(This is Part Two in an ongoing series responding to specific teacher questions related to remote learning. You can see Part One here.)
Note: In addition to a recent 11-part series and video offering advice to educators making the transition to remote learning, and a video offering advice to parents (along many more upcoming related posts), I’ve begun a series of short posts responding to specific questions from readers.
Part One dealt with Overcoming Apathy in Remote Teaching.
Today’s question comes from Jill Schneider:
What are ways to keep student engagement up? How do we motivate reluctant learners to continue learning in a virtual environment?
I’ll be sharing multiple posts responding to this question in the coming days.
Five psychological principles
Harry Fletcher-Wood has worked in schools in Japan, India, and the U.K., teaching history and leading teacher development. He’s now a teacher educator at Ambition Institute and the author of Responsive Teaching: Cognitive Science and Formative Assessment in Practice. For his next book, he’s spent two years researching the behavioural science influencing student behaviour. You can learn more about it here. You can find his blog at improvingteaching.co.uk; he’s on Twitter as @hfletcherwood.
Around the world, school systems have closed, and teachers have scrambled to get their classes online or provide students with printed work. After all that effort focused on what we want students to do, we face a new challenge: We don’t know how long schools are going to be closed, and too few of our students are completing the tasks we’ve sent home or showing up to online classes. How can we encourage students to “turn up” to remote learning? How can we motivate them to complete the tasks we’ve sent home? And how can we avoid growing the achievement gap while schools remain closed?
I’ve spent the last two years researching the science of behaviour, trying to understand what influences students. In this post, I’ll highlight five psychological principles we can apply quickly and easily to boost student participation. You can read about them in more detail—and the evidence behind them—here, or watch a seven-minute video summarising them here.
1) Help students form habits: Ask them to do one or two simple things regularly
Once students have formed a habit, they’ll keep doing it: The crucial thing now is getting them to form a couple of productive home-study habits.

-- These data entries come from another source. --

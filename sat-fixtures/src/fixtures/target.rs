//! Which satellite a test runs against.

use std::{fmt, str::FromStr};

use sat_client::host::Satellite;

use crate::{
    helpers::{FixtureError, FixtureResult},
    scope::{FixtureContext, ResourceKind, ScopeLevel},
};

/// How the satellite under test is resolved for a scope.
#[derive(Debug, Clone, Copy, PartialEq, Eq, Hash, Default)]
pub enum TargetStrategy {
    /// The shared session instance.
    #[default]
    Default,
    /// A fresh instance owned by the scope, released when it closes.
    Destructive,
    /// The installer-ready instance; becomes the configured server.
    Sanity,
}

impl TargetStrategy {
    /// Strategy for a test carrying these markers. Any marker mentioning
    /// `sanity` (`sanity`, `e2e_sanity`) selects the sanity instance, and
    /// `destructive` wins over both.
    pub fn from_markers<'a>(markers: impl IntoIterator<Item = &'a str>) -> Self {
        let mut strategy = TargetStrategy::Default;
        for marker in markers {
            if marker == "destructive" {
                return TargetStrategy::Destructive;
            }
            if marker.contains("sanity") {
                strategy = TargetStrategy::Sanity;
            }
        }
        strategy
    }
}

impl fmt::Display for TargetStrategy {
    fn fmt(&self, f: &mut fmt::Formatter<'_>) -> fmt::Result {
        f.write_str(match self {
            TargetStrategy::Default => "default",
            TargetStrategy::Destructive => "destructive",
            TargetStrategy::Sanity => "sanity",
        })
    }
}

impl FromStr for TargetStrategy {
    type Err = FixtureError;

    fn from_str(s: &str) -> Result<Self, Self::Err> {
        match s {
            "default" => Ok(TargetStrategy::Default),
            "destructive" => Ok(TargetStrategy::Destructive),
            "sanity" => Ok(TargetStrategy::Sanity),
            other => Err(FixtureError::LookupMiss(format!(
                "unknown target strategy '{other}'"
            ))),
        }
    }
}

/// The session's shared satellite.
///
/// With `server.hostname` set, connect to it and fall back to a handle built
/// from settings if it does not answer. Without it, provision one for the
/// session and release it when the session closes.
pub async fn default_sat(ctx: &mut FixtureContext) -> FixtureResult<Satellite> {
    let key = ResourceKind::DefaultSat;
    if let Some(sat) = ctx.cached(ScopeLevel::Session, &key)? {
        return Ok(sat);
    }

    let sat = match ctx.settings().server.hostname.clone() {
        Some(hostname) => match ctx.provider().connect(ctx.settings(), &hostname).await {
            Ok(sat) => {
                tracing::info!("Connected to {} (version {})", sat.hostname, sat.version);
                sat
            }
            Err(e) => {
                tracing::warn!("Could not reach {}: {:#}; using configured handle", hostname, e);
                ctx.provider().from_settings(ctx.settings())?
            }
        },
        None => {
            tracing::info!("server.hostname is not set, provisioning a satellite for the session");
            let sat = ctx.provider().provision(ctx.settings()).await?;
            defer_release(ctx, ScopeLevel::Session, &sat)?;
            sat
        }
    };

    ctx.store(ScopeLevel::Session, key, sat)
}

/// The satellite under test for `level`, resolved through `strategy`.
pub async fn target_sat(
    ctx: &mut FixtureContext,
    level: ScopeLevel,
    strategy: TargetStrategy,
) -> FixtureResult<Satellite> {
    let key = ResourceKind::TargetSat(strategy);
    if let Some(sat) = ctx.cached(level, &key)? {
        return Ok(sat);
    }

    let sat = match strategy {
        TargetStrategy::Default => default_sat(ctx).await?,
        TargetStrategy::Destructive => {
            // make sure there is somewhere to hand it back before asking for one
            ctx.scope(level)?;
            let sat = ctx.provider().provision(ctx.settings()).await?;
            tracing::info!("Provisioned disposable satellite {} for {} scope", sat.hostname, level);
            defer_release(ctx, level, &sat)?;
            sat
        }
        TargetStrategy::Sanity => {
            let rhel_version = ctx.settings().server.version.rhel_version;
            let sat = ctx
                .provider()
                .installer_ready(ctx.settings(), rhel_version)
                .await?;
            ctx.settings_mut()
                .set("server.hostname", sat.hostname.as_str())
                .map_err(|e| FixtureError::Setup(format!("{e:#}")))?;
            tracing::info!("Installer-ready satellite {} is now server.hostname", sat.hostname);
            sat
        }
    };

    ctx.store(level, key, sat)
}

/// `target_sat` at session level with the context's strategy.
pub async fn session_target_sat(ctx: &mut FixtureContext) -> FixtureResult<Satellite> {
    let strategy = ctx.strategy();
    target_sat(ctx, ScopeLevel::Session, strategy).await
}

/// `target_sat` at module level with the context's strategy.
pub async fn module_target_sat(ctx: &mut FixtureContext) -> FixtureResult<Satellite> {
    let strategy = ctx.strategy();
    target_sat(ctx, ScopeLevel::Module, strategy).await
}

fn defer_release(ctx: &mut FixtureContext, level: ScopeLevel, sat: &Satellite) -> FixtureResult<()> {
    let provider = ctx.provider().clone();
    let sat = sat.clone();
    ctx.defer(level, format!("release satellite {}", sat.hostname), move || async move {
        provider.release(&sat).await?;
        tracing::info!("Released {}", sat.hostname);
        Ok(())
    })
}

We can help them to do this by giving just one or two clear, simple goals, like “Complete all the tasks you get sent each week” or “Attend every online class.” And we can help make it a habit by asking them to pick a specific context to work in (habits stick when you do something for long enough in the same context: That might be a place, a time or a cue to work. Once students have formed the basic habit, we can make it more elaborate— asking them to respond to feedback, for example—but the habit of turning up is the crucial foundation.

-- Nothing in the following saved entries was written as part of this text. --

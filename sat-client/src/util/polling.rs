//! Bounded poll-with-sleep helpers.

use std::{future::Future, time::Duration};

#[derive(Debug, Clone)]
pub struct WaitConfig {
    pub description: String,
    pub max_attempts: u32,
    pub interval: Duration,
}

impl WaitConfig {
    pub fn with_description(description: impl Into<String>) -> Self {
        Self {
            description: description.into(),
            max_attempts: 30,
            interval: Duration::from_secs(2),
        }
    }

    pub fn max_attempts(mut self, attempts: u32) -> Self {
        self.max_attempts = attempts.max(1);
        self
    }

    pub fn interval(mut self, interval: Duration) -> Self {
        self.interval = interval;
        self
    }
}

#[derive(Debug, thiserror::Error)]
pub enum WaitError {
    #[error("timeout waiting for {description} after {attempts} attempts")]
    Timeout { description: String, attempts: u32 },

    #[error(transparent)]
    Check(#[from] anyhow::Error),
}

/// Poll `check` until it returns true.
pub async fn wait_for<F, Fut>(config: WaitConfig, mut check: F) -> Result<(), WaitError>
where
    F: FnMut() -> Fut,
    Fut: Future<Output = bool>,
{
    wait_for_result(config, || {
        let fut = check();
        async move { Ok(fut.await.then_some(())) }
    })
    .await
}

/// Poll `probe` until it yields `Some`. A probe error aborts the wait at once.
pub async fn wait_for_result<T, F, Fut>(config: WaitConfig, mut probe: F) -> Result<T, WaitError>
where
    F: FnMut() -> Fut,
    Fut: Future<Output = anyhow::Result<Option<T>>>,
{
    for attempt in 1..=config.max_attempts {
        if let Some(value) = probe().await? {
            tracing::debug!("{} ready after {} attempt(s)", config.description, attempt);
            return Ok(value);
        }
        if attempt < config.max_attempts {
            tokio::time::sleep(config.interval).await;
        }
    }

    Err(WaitError::Timeout {
        description: config.description,
        attempts: config.max_attempts,
    })
}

2) Emphasise the chance to see their friends
No one likes to miss out. An important reason for turning up to an online or virtual lesson is to catch up with your friends and still feel part of something bigger than your own household. We can show students that this chance still exists and encourage them not to miss out on the chance to be part of it.
3) Show students that their peers are turning up
This follows from point 2: If you know that everyone else is doing something, it feels pretty clear that it’s the right thing to do (panic buying is a good example!). Whenever you get a positive result—lots of students attend class, lots of students hand in work on time—make sure everyone knows about it. (If the results aren’t positive, keep quiet about them—or highlight positive trends: more students than ever handing in work on time, for example).

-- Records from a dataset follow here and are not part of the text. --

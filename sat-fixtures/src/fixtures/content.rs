//! RHEL installation content: synced repositories, a published content view
//! and an activation key that enables the client repository.

use sat_client::task::PollConfig;
use sat_shared::{
    entities::{
        ActivationKey, ActivationKeySpec, ContentOverride, ContentView, ContentViewSpec,
        EntityId, OperatingSystem, ProductSpec, RedHatRepositorySpec, Repository, RepositorySpec,
    },
    repos::{
        DEFAULT_ARCHITECTURE, OsRelease, RepoDefinition, content_repo, kickstart_repo,
        os_release_key, repo_keys_for,
    },
    task::TaskRef,
};

use super::{ProvisioningType, session_lce_library, session_provisioning_sat, session_sca_manifest_org};
use crate::{
    helpers::{FixtureError, FixtureResult, gen_alpha, wait_search_success, wait_task_success},
    scope::{FixtureContext, ResourceKind, ScopeLevel},
};

/// Everything a host group needs to install one RHEL major.
#[derive(Debug, Clone)]
pub struct RhelContent {
    pub os: OperatingSystem,
    pub ak: ActivationKey,
    /// Kickstart tree the installer boots from.
    pub ksrepo: Repository,
    pub cv: ContentView,
}

fn red_hat_repo(organization_id: EntityId, def: &RepoDefinition) -> RedHatRepositorySpec {
    RedHatRepositorySpec {
        organization_id,
        basearch: DEFAULT_ARCHITECTURE.to_string(),
        product: def.product.to_string(),
        repo: def.name.to_string(),
        reposet: def.reposet.to_string(),
        releasever: def.releasever.to_string(),
    }
}

fn missing_repo(kind: &str, key: &str) -> FixtureError {
    FixtureError::LookupMiss(format!("no {kind} repository is defined for '{key}'"))
}

/// Content for installing RHEL `rhel_version` from the provisioning satellite.
///
/// Nothing is returned before every repository sync and the content view
/// publish have reported success.
pub async fn session_provisioning_rhel_content(
    ctx: &mut FixtureContext,
    rhel_version: u32,
) -> FixtureResult<RhelContent> {
    let provisioning_type = ctx.provisioning_type();
    let key = ResourceKind::RhelContent {
        rhel_version,
        provisioning_type,
    };
    if let Some(content) = ctx.cached(ScopeLevel::Session, &key)? {
        return Ok(content);
    }
    let prov = session_provisioning_sat(ctx).await?;
    let org = session_sca_manifest_org(ctx).await?;
    let lce = session_lce_library(ctx).await?;

    let repo_name = format!("rhel{rhel_version}");
    let client_url = ctx
        .settings()
        .repos
        .satclient_repo
        .get(&repo_name)
        .cloned()
        .ok_or_else(|| {
            FixtureError::LookupMiss(format!("repos.satclient_repo.{repo_name} is not configured"))
        })?;
    let sync_budget = PollConfig::sync(&ctx.settings().tasks);
    let publish_budget = PollConfig::publish(&ctx.settings().tasks);
    let api = prov.sat.api().clone();

    // 1. Content view and the custom client repository
    let content_view = api
        .create_content_view(&ContentViewSpec {
            organization_id: org.id,
            name: gen_alpha(12),
        })
        .await?;
    let product = api
        .create_product(&ProductSpec {
            organization_id: org.id,
            name: format!("{repo_name}_{}", gen_alpha(8)),
        })
        .await?;
    let client_repo = api
        .create_repository(&RepositorySpec {
            product_id: product.id,
            name: gen_alpha(12),
            content_type: "yum".to_string(),
            url: client_url,
        })
        .await?;
    tracing::info!("Created client repo {} in product {}", client_repo.name, product.name);

    let mut syncs: Vec<TaskRef> = vec![api.sync_repository(client_repo.id).await?];
    let mut repository_ids = vec![client_repo.id];
    let mut kickstart_repos = Vec::new();

    // 2. Red Hat repositories: kickstart always, content unless discovering
    for key in repo_keys_for(rhel_version) {
        let kickstart = kickstart_repo(&key).ok_or_else(|| missing_repo("kickstart", &key))?;
        let mut enabled = vec![(true, kickstart)];
        if provisioning_type != ProvisioningType::Discovery {
            enabled.push((false, content_repo(&key).ok_or_else(|| missing_repo("content", &key))?));
        }

        for (is_kickstart, def) in enabled {
            let id = api.enable_red_hat_repository(&red_hat_repo(org.id, def)).await?;
            let repo = api.read_repository(id).await?;
            tracing::info!("Enabled {} ({})", def.name, repo.id);
            syncs.push(api.sync_repository(repo.id).await?);
            repository_ids.push(repo.id);
            if is_kickstart {
                kickstart_repos.push(repo);
            }
        }
        api.set_content_view_repositories(content_view.id, &repository_ids)
            .await?;
    }

    // 3. Every sync must succeed before the content is used
    for task in &syncs {
        wait_task_success(api.as_ref(), &task.id, &sync_budget).await?;
    }
    tracing::info!("{} repository sync(s) finished", syncs.len());

    // 4. Operating system the kickstart tree installs
    let os_key = os_release_key(rhel_version);
    let release: OsRelease = kickstart_repo(&os_key)
        .ok_or_else(|| missing_repo("kickstart", &os_key))?
        .releasever
        .parse()
        .map_err(|e| FixtureError::Setup(format!("{e}")))?;
    let os_id = api
        .search_operating_systems(&format!(
            "family=Redhat and major={} and minor={}",
            release.major, release.minor
        ))
        .await?
        .first()
        .map(|os| os.id)
        .ok_or_else(|| {
            FixtureError::LookupMiss(format!(
                "Operating system RHEL {release} was not found; the kickstart repo sync may have failed"
            ))
        })?;
    let os = api.read_operating_system(os_id).await?;

    // 5. Publish
    let publish = api.publish_content_view(content_view.id).await?;
    wait_search_success(
        api.as_ref(),
        &format!("Actions::Katello::ContentView::Publish and id = {}", publish.id),
        &publish_budget,
    )
    .await?;
    let cv = api
        .search_content_views(org.id, &content_view.name)
        .await?
        .into_iter()
        .next()
        .ok_or_else(|| {
            FixtureError::LookupMiss(format!("Content view {} vanished after publish", content_view.name))
        })?;
    tracing::info!("Published content view {} (version {})", cv.name, cv.version_count);

    // 6. Activation key with the client repository enabled
    let ak = api
        .create_activation_key(&ActivationKeySpec {
            organization_id: org.id,
            name: gen_alpha(12),
            content_view_id: cv.id,
            environment_id: lce.id,
        })
        .await?;
    let client_label = api
        .activation_key_product_content(ak.id)
        .await?
        .into_iter()
        .find(|c| c.name == client_repo.name)
        .map(|c| c.label)
        .ok_or_else(|| {
            FixtureError::LookupMiss(format!(
                "Repository {} is not in the product content of activation key {}",
                client_repo.name, ak.name
            ))
        })?;
    api.activation_key_content_override(
        ak.id,
        &[ContentOverride {
            content_label: client_label,
            value: "1".to_string(),
        }],
    )
    .await?;

    let ksrepo = kickstart_repos
        .into_iter()
        .next()
        .ok_or_else(|| missing_repo("kickstart", &repo_name))?;
    let content = RhelContent { os, ak, ksrepo, cv };
    ctx.store(ScopeLevel::Session, key, content)
}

4) Make it easy for students to respond, then celebrate their responses
Whenever we identify a barrier to students responding, we need to remove it. For example, if students aren’t responding to the platform/aren’t emailing, is it possible to give them access via cellphones or accept pictures of work via Whatsapp? Whenever we do see progress, we want to emphasise it with students, no matter how small the progress is. We can celebrate them completing work to a high standard, but we can also celebrate a single correct answer or them managing to wrestle the laptop from their little brother and join the class. If students feel like they’re winning, this will give them a big confidence boost and encourage them to keep attending.
5) Plan to relaunch
It takes time to form new habits: maybe six to eight weeks under the best circumstances. Don’t blame students (or yourself!) if they’re slow to form good routines under stressful circumstances. If we expect students to struggle, we can also plan to relaunch things, whenever the chance arises: giving students a fresh start at the start of a new day, week, or semester.
This is a tough situation for students and teachers alike. A little psychology can get us a long way in encouraging students to show up.
Thanks to Jill for her question and to Harry for his response!